Content starts

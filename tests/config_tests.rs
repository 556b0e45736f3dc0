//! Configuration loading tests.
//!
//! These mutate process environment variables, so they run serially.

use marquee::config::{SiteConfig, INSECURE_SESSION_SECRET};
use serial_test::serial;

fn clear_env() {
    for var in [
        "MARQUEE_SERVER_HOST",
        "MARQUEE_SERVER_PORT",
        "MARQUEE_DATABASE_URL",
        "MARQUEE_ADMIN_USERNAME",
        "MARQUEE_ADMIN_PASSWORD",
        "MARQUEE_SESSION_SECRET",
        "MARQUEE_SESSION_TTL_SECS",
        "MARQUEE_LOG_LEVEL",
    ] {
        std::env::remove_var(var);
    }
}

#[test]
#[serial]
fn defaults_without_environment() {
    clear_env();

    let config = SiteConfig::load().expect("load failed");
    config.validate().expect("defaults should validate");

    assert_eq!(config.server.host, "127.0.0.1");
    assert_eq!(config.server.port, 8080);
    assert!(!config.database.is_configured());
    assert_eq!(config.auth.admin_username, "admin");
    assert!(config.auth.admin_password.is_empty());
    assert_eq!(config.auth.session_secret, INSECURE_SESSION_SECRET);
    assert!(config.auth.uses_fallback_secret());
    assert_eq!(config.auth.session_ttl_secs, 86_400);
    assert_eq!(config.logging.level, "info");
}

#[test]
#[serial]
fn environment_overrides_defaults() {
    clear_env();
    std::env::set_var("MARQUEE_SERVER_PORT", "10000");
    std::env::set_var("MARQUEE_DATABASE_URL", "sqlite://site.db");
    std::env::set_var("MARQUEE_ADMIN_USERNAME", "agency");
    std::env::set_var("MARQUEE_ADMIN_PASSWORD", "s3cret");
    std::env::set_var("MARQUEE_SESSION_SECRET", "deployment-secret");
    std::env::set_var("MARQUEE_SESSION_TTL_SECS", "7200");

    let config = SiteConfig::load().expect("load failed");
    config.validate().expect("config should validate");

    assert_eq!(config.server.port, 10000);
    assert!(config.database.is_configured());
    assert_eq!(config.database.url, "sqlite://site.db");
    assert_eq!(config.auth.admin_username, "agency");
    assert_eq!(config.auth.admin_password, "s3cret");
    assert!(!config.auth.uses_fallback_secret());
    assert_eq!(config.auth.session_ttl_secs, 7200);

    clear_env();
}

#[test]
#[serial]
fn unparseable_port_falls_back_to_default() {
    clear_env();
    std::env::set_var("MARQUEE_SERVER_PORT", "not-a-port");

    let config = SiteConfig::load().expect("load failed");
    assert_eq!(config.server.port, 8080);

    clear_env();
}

Content ends
Content starts

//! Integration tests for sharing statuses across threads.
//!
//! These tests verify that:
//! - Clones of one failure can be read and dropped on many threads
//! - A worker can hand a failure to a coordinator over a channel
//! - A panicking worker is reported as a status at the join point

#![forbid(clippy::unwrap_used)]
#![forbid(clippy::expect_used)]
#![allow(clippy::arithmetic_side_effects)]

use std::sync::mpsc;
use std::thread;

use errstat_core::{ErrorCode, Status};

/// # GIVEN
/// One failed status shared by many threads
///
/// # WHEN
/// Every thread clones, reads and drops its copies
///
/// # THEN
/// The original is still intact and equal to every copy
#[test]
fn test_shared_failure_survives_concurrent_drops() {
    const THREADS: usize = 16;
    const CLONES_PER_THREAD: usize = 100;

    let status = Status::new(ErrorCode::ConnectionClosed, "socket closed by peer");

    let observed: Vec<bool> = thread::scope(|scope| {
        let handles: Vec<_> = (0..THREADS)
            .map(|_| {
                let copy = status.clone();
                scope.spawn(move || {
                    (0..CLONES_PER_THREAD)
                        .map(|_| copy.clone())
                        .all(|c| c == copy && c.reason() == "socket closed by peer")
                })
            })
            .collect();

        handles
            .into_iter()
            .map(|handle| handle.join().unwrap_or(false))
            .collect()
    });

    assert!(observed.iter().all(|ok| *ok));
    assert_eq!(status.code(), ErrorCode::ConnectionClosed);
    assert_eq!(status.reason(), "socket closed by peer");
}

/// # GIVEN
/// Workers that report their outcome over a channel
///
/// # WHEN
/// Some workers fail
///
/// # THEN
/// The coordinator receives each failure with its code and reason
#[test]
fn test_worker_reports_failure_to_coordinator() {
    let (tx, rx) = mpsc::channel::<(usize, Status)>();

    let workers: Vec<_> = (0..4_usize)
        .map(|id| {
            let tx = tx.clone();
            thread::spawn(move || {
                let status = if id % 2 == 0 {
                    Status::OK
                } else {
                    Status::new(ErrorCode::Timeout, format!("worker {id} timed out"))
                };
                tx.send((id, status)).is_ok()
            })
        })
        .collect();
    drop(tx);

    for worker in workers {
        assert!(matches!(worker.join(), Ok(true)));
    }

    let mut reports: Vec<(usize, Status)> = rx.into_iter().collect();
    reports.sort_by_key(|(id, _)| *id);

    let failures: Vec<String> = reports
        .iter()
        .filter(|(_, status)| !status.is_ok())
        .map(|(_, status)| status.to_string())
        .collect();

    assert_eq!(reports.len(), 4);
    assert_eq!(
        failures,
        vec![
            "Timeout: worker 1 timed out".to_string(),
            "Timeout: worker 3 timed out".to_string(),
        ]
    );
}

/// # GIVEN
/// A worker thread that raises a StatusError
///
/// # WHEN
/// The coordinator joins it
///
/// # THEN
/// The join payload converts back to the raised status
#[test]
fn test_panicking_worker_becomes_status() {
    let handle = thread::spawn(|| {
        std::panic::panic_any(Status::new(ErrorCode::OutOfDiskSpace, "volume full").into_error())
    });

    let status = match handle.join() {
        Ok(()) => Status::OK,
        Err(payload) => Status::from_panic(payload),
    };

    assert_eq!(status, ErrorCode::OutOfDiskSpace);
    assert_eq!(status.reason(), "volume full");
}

Content ends

Task requirements » Each line carrying the string "spawn" should be copied out from the entries.

Expected answer »
                scope.spawn(move || {
            thread::spawn(move || {
    let handle = thread::spawn(|| {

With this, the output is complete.